A STATIONARY-PHASE PROTEIN OF ESCHERICHIA-COLI THAT AFFECTS THE MODE OF ASSOCIATION BETWEEN THE TRP REPRESSOR PROTEIN AND OPERATOR-BEARING DNA

Highly purified preparations of trp repressor (TrpR) protein derived from Escherichia coli strains that were engineered to overexpress this material were found to contain another protein, of 21 kDa. The second protein, designated WrbA [for tryptophan (W) repressor-binding protein] remained associated with its namesake through several sequential protein fractionation steps. The N-terminal amino acid sequence of the WrbA protein guided the design of two degenerate oligonucleotides that were used as probes in the cloning of the wrbA gene (198 codons). The WrbA protein, in purified form, was found by several criteria to enhance the formation and/or stability of noncovalent complexes between TrpR holorepressor and its primary operator targets. The formation of an operator-holorepressor-WrbA ternary complex was demonstrated by gel mobility-shift analysis. The WrbA protein alone does not interact with the trp operator.

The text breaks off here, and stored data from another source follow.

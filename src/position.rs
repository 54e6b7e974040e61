use thiserror::Error;

use crate::{HEIGHT, WIDTH};

mod static_masks {
    use crate::{HEIGHT, WIDTH};

    pub const fn bottom_mask() -> u64 {
        let mut mask = 0;
        let mut column = 0;
        while column < WIDTH {
            mask |= 1 << (column * (HEIGHT + 1));
            column += 1;
        }
        mask
    }
    pub const fn full_board_mask() -> u64 {
        bottom_mask() * ((1 << HEIGHT as u64) - 1)
    }
}

/// A rejected move while replaying a move sequence
///
/// `number` is the 1-indexed position of the offending move in the sequence.
#[derive(Error, Debug, Clone, PartialEq, Eq)]
pub enum MoveError {
    #[error("move {number}: '{found}' is not a column between 1 and {}", WIDTH)]
    InvalidColumn { number: usize, found: char },
    #[error("move {number}: column {column} is full")]
    ColumnFull { number: usize, column: usize },
    #[error("move {number}: column {column} ends the game")]
    GameOver { number: usize, column: usize },
}

impl MoveError {
    /// The 1-indexed number of the rejected move
    pub fn number(&self) -> usize {
        match *self {
            MoveError::InvalidColumn { number, .. }
            | MoveError::ColumnFull { number, .. }
            | MoveError::GameOver { number, .. } => number,
        }
    }
}

/// A Connect 4 position stored as two bitboards
///
/// Each column is `HEIGHT + 1` bits wide, bottom tile first. The extra bit
/// on top of each column is never set, it separates the columns so that
/// alignments cannot wrap from one column into the next.
///
/// ```text
///  .  .  .  .  .  .  .
///  5 12 19 26 33 40 47
///  4 11 18 25 32 39 46
///  3 10 17 24 31 38 45
///  2  9 16 23 30 37 44
///  1  8 15 22 29 36 43
///  0  7 14 21 28 35 42
/// ```
#[derive(Copy, Clone, Debug, PartialEq, Eq, Hash)]
pub struct Position {
    // mask of the current player's tiles
    current: u64,
    // mask of all tiles
    mask: u64,
    num_moves: usize,
}

impl Position {
    pub fn new() -> Self {
        Self {
            current: 0,
            mask: 0,
            num_moves: 0,
        }
    }

    /// Builds a position from a string of 1-indexed columns, e.g. `"4453"`
    pub fn from_moves<S: AsRef<str>>(moves: S) -> Result<Self, MoveError> {
        let moves = moves.as_ref();
        let mut position = Self::new();
        let played = position.play_sequence(moves);

        match moves.chars().nth(played) {
            None => Ok(position),
            Some(found) => {
                let number = played + 1;
                Err(match parse_column(found) {
                    None => MoveError::InvalidColumn { number, found },
                    Some(column) if !position.can_play(column) => MoveError::ColumnFull {
                        number,
                        column: column + 1,
                    },
                    Some(column) => MoveError::GameOver {
                        number,
                        column: column + 1,
                    },
                })
            }
        }
    }

    /// Plays a sequence of 1-indexed columns, stopping at the first move
    /// that is out of range, in a full column or would win the game
    ///
    /// Returns the number of moves played, which equals the length of
    /// `moves` only if the whole sequence was valid.
    pub fn play_sequence(&mut self, moves: &str) -> usize {
        for (i, column_char) in moves.chars().enumerate() {
            match parse_column(column_char) {
                // abort if the game would be over after this move
                Some(column) if self.can_play(column) && !self.is_winning_move(column) => {
                    self.play_col(column)
                }
                _ => return i,
            }
        }
        moves.chars().count()
    }

    /// Mask of all tiles on the board
    pub fn board_mask(&self) -> u64 {
        self.mask
    }

    pub fn top_mask(column: usize) -> u64 {
        1 << (column * (HEIGHT + 1) + (HEIGHT - 1))
    }

    pub fn bottom_mask(column: usize) -> u64 {
        1 << (column * (HEIGHT + 1))
    }

    pub fn column_mask(column: usize) -> u64 {
        ((1 << HEIGHT) - 1) << (column * (HEIGHT + 1))
    }

    pub fn num_moves(&self) -> usize {
        self.num_moves
    }

    pub fn can_play(&self, column: usize) -> bool {
        Self::top_mask(column) & self.mask == 0
    }

    /// Plays a move given as a single bit from [`possible`](Self::possible)
    pub fn play(&mut self, move_bitmap: u64) {
        // switch the current player
        self.current ^= self.mask;
        // add a cell of the previous player to the correct column
        self.mask |= move_bitmap;
        self.num_moves += 1;
    }

    /// Plays a tile in a 0-indexed column, which must be playable
    pub fn play_col(&mut self, column: usize) {
        self.play((self.mask + Self::bottom_mask(column)) & Self::column_mask(column));
    }

    /// Whether the current player wins by playing in `column`
    pub fn is_winning_move(&self, column: usize) -> bool {
        self.winning_positions() & self.possible() & Self::column_mask(column) != 0
    }

    /// Whether the current player has any immediately winning move
    pub fn can_win_next(&self) -> bool {
        self.winning_positions() & self.possible() != 0
    }

    /// Bitmap of the cells where a tile can be played this turn
    pub fn possible(&self) -> u64 {
        (self.mask + static_masks::bottom_mask()) & static_masks::full_board_mask()
    }

    /// Bitmap of the playable cells that do not give the opponent an
    /// immediate win
    ///
    /// Must only be called when the current player cannot win this turn.
    pub fn possible_non_losing_moves(&self) -> u64 {
        debug_assert!(!self.can_win_next());
        let mut possible_moves = self.possible();
        let opponent_win = self.opponent_winning_positions();
        let forced_moves = possible_moves & opponent_win;

        if forced_moves != 0 {
            // if more than one forced move exists, you can't prevent the opponent winning
            if forced_moves & (forced_moves - 1) != 0 {
                return 0;
            } else {
                possible_moves = forced_moves
            }
        }
        // avoid playing below an opponent's winning move
        possible_moves & !(opponent_win >> 1)
    }

    /// Heuristic value of a move: the number of open cells that would
    /// complete an alignment for the current player after playing it
    pub fn move_score(&self, candidate: u64) -> i32 {
        compute_winning_positions(self.current | candidate, self.mask).count_ones() as i32
    }

    fn winning_positions(&self) -> u64 {
        compute_winning_positions(self.current, self.mask)
    }

    // create a bitmap of open squares that complete alignments for the opponent
    fn opponent_winning_positions(&self) -> u64 {
        compute_winning_positions(self.current ^ self.mask, self.mask)
    }

    /// Unique key of the position for the transposition table
    ///
    /// Adding the board mask sets the bit above each column's top tile, so
    /// the sum encodes both bitboards in a single word.
    pub fn key(&self) -> u64 {
        self.current + self.mask
    }

    /// Base 3 key of the position, shared with its mirror image
    ///
    /// Each tile is a digit (1 for the current player, 2 for the opponent)
    /// and each column is terminated by a 0. Only fits a `u64` for positions
    /// with few tiles, which is all the opening book needs.
    pub fn key3(&self) -> u64 {
        let mut forward = 0u64;
        for column in 0..WIDTH {
            self.partial_key3(&mut forward, column);
        }
        let mut reverse = 0u64;
        for column in (0..WIDTH).rev() {
            self.partial_key3(&mut reverse, column);
        }
        // drop the trailing column separator
        forward.min(reverse) / 3
    }

    fn partial_key3(&self, key: &mut u64, column: usize) {
        let mut tile = Self::bottom_mask(column);
        while tile & self.mask != 0 {
            *key = key.wrapping_mul(3);
            *key = if tile & self.current != 0 {
                key.wrapping_add(1)
            } else {
                key.wrapping_add(2)
            };
            tile <<= 1;
        }
        *key = key.wrapping_mul(3);
    }
}

impl Default for Position {
    fn default() -> Self {
        Self::new()
    }
}

// 0-indexed column of a 1-indexed column digit
fn parse_column(column_char: char) -> Option<usize> {
    match column_char.to_digit(10).map(|c| c as usize) {
        Some(column @ 1..=WIDTH) => Some(column - 1),
        _ => None,
    }
}

// bitmap of the empty cells that would complete an alignment of `player_mask`
fn compute_winning_positions(player_mask: u64, board_mask: u64) -> u64 {
    // vertical
    // find the top ends of 3-alignments
    let mut r = (player_mask << 1) & (player_mask << 2) & (player_mask << 3);

    // horizontal, then both diagonals
    for &shift in [HEIGHT + 1, HEIGHT, HEIGHT + 2].iter() {
        let mut p = (player_mask << shift) & (player_mask << (2 * shift));
        // find the right ends of 3-alignments
        r |= p & (player_mask << (3 * shift));
        // find holes of the type ...O O _ O...
        r |= p & (player_mask >> shift);

        p = (player_mask >> shift) & (player_mask >> (2 * shift));
        // find the left ends of 3-alignments
        r |= p & (player_mask >> (3 * shift));
        // find holes of the type ...O _ O O...
        r |= p & (player_mask << shift);
    }

    r & (static_masks::full_board_mask() ^ board_mask)
}

#[cfg(test)]
mod tests {
    use super::*;

    #[test]
    fn stacking_in_a_column_is_legal() {
        let position = Position::from_moves("44").unwrap();
        assert_eq!(position.num_moves(), 2);
        assert_eq!(position.board_mask(), 0b11 << (3 * (HEIGHT + 1)));
    }

    #[test]
    fn seventh_tile_in_a_column_is_rejected() {
        let err = Position::from_moves("4444444").unwrap_err();
        assert_eq!(err, MoveError::ColumnFull { number: 7, column: 4 });
        assert_eq!(err.number(), 7);

        let mut position = Position::new();
        assert_eq!(position.play_sequence("4444444"), 6);
        assert_eq!(position.num_moves(), 6);
        assert!(!position.can_play(3));
    }

    #[test]
    fn bad_characters_are_rejected() {
        assert_eq!(Position::from_moves("408").unwrap_err().number(), 2);
        assert_eq!(Position::from_moves("48").unwrap_err().number(), 2);
        let mut position = Position::new();
        assert_eq!(position.play_sequence("12a"), 2);
    }

    #[test]
    fn winning_moves_end_the_sequence() {
        // the first player completes a vertical four with the 7th move
        let err = Position::from_moves("1212121").unwrap_err();
        assert_eq!(err, MoveError::GameOver { number: 7, column: 1 });
    }

    #[test]
    fn detects_winning_moves() {
        let position = Position::from_moves("112233").unwrap();
        assert!(position.can_win_next());
        assert!(position.is_winning_move(3));
        assert!(!position.is_winning_move(4));

        // vertical threat
        let position = Position::from_moves("121212").unwrap();
        assert!(position.is_winning_move(0));
        assert!(!position.is_winning_move(1));

        let position = Position::new();
        assert!(!position.can_win_next());
    }

    #[test]
    fn non_losing_moves_block_threats() {
        // three first player tiles in column 1, the second player must block
        let position = Position::from_moves("12121").unwrap();
        assert!(!position.can_win_next());
        let moves = position.possible_non_losing_moves();
        assert_eq!(moves, position.possible() & Position::column_mask(0));

        // an open three on the bottom row threatens both ends
        let position = Position::from_moves("22334").unwrap();
        assert!(!position.can_win_next());
        assert_eq!(position.possible_non_losing_moves(), 0);
    }

    #[test]
    fn keys_identify_positions() {
        let a = Position::from_moves("4453").unwrap();
        let b = Position::from_moves("5344").unwrap();
        assert_eq!(a.key(), b.key());
        assert_ne!(a.key(), Position::from_moves("4435").unwrap().key());
        assert_ne!(Position::new().key(), Position::from_moves("4").unwrap().key());
    }

    #[test]
    fn key3_is_mirror_symmetric() {
        let a = Position::from_moves("1123").unwrap();
        let b = Position::from_moves("7765").unwrap();
        assert_eq!(a.key3(), b.key3());
        assert_ne!(a.key3(), Position::from_moves("1132").unwrap().key3());
        assert_eq!(Position::new().key3(), 0);
        // one tile of the opponent in the centre column: 4 separators, a 2, 3 separators
        let centre = Position::from_moves("4").unwrap();
        assert_eq!(centre.key3(), 2 * 27);
    }

    #[test]
    fn move_score_counts_new_threats() {
        let position = Position::from_moves("4455").unwrap();
        let candidate = position.possible() & Position::column_mask(5);
        // playing column 6 makes a three with both ends open
        assert_eq!(position.move_score(candidate), 2);
    }
}
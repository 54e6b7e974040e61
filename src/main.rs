use anyhow::Result;
use clap::Parser;
use log::{debug, info};

use std::io::{stdin, stdout, BufRead, BufWriter, Write};
use std::path::PathBuf;
use std::time::Instant;

use connect4_solver::{position::Position, solver::Solver, BOOK_PATH, TABLE_LOG_SIZE};

/// Solves Connect 4 positions read from standard input, one move sequence
/// (1-indexed columns, e.g. "4453") per line
#[derive(Parser, Debug)]
#[command(author, version, about, long_about = None)]
struct Args {
    /// Only compute win/draw/loss (1/0/-1) instead of exact scores
    #[arg(short, long)]
    weak: bool,

    /// Print the score of every column instead of the position score
    #[arg(short, long)]
    analyze: bool,

    /// Opening book file
    #[arg(short, long, default_value = BOOK_PATH)]
    book: PathBuf,

    /// Base 2 log of the number of transposition table entries
    #[arg(long, default_value_t = TABLE_LOG_SIZE)]
    table_log_size: u32,
}

fn main() -> Result<()> {
    env_logger::Builder::from_env(env_logger::Env::default().default_filter_or("info")).init();
    let args = Args::parse();

    let mut solver = Solver::with_table_log_size(args.table_log_size);
    if solver.load_book(&args.book).is_err() {
        info!("continuing without an opening book");
    }

    let stdin = stdin();
    let mut out = BufWriter::new(stdout());

    for (l, line) in stdin.lock().lines().enumerate() {
        let line = line?;
        let position = match Position::from_moves(&line) {
            Ok(position) => position,
            Err(err) => {
                eprintln!("Line {}: Invalid move {} \"{}\"", l + 1, err.number(), line);
                debug!("{}", err);
                continue;
            }
        };

        let start_time = Instant::now();
        let nodes_before = solver.node_count;
        write!(out, "{}", line)?;
        if args.analyze {
            for score in solver.analyze(&position, args.weak).iter() {
                write!(out, " {}", score)?;
            }
        } else {
            write!(out, " {}", solver.solve(&position, args.weak))?;
        }
        writeln!(out)?;
        out.flush()?;

        debug!(
            "line {}: {} nodes in {:.3}ms",
            l + 1,
            solver.node_count - nodes_before,
            start_time.elapsed().as_secs_f64() * 1000.0
        );
    }
    Ok(())
}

During the stationary phase, cells deficient in the WrbA protein were less efficient than wild type in their ability to repress the trp promoter. It is proposed that the WrbA protein functions as an accessory element in blocking TrpR-specific transcriptional processes that might be physiologically disadvantageous in the stationary phase of the bacterial life cycle.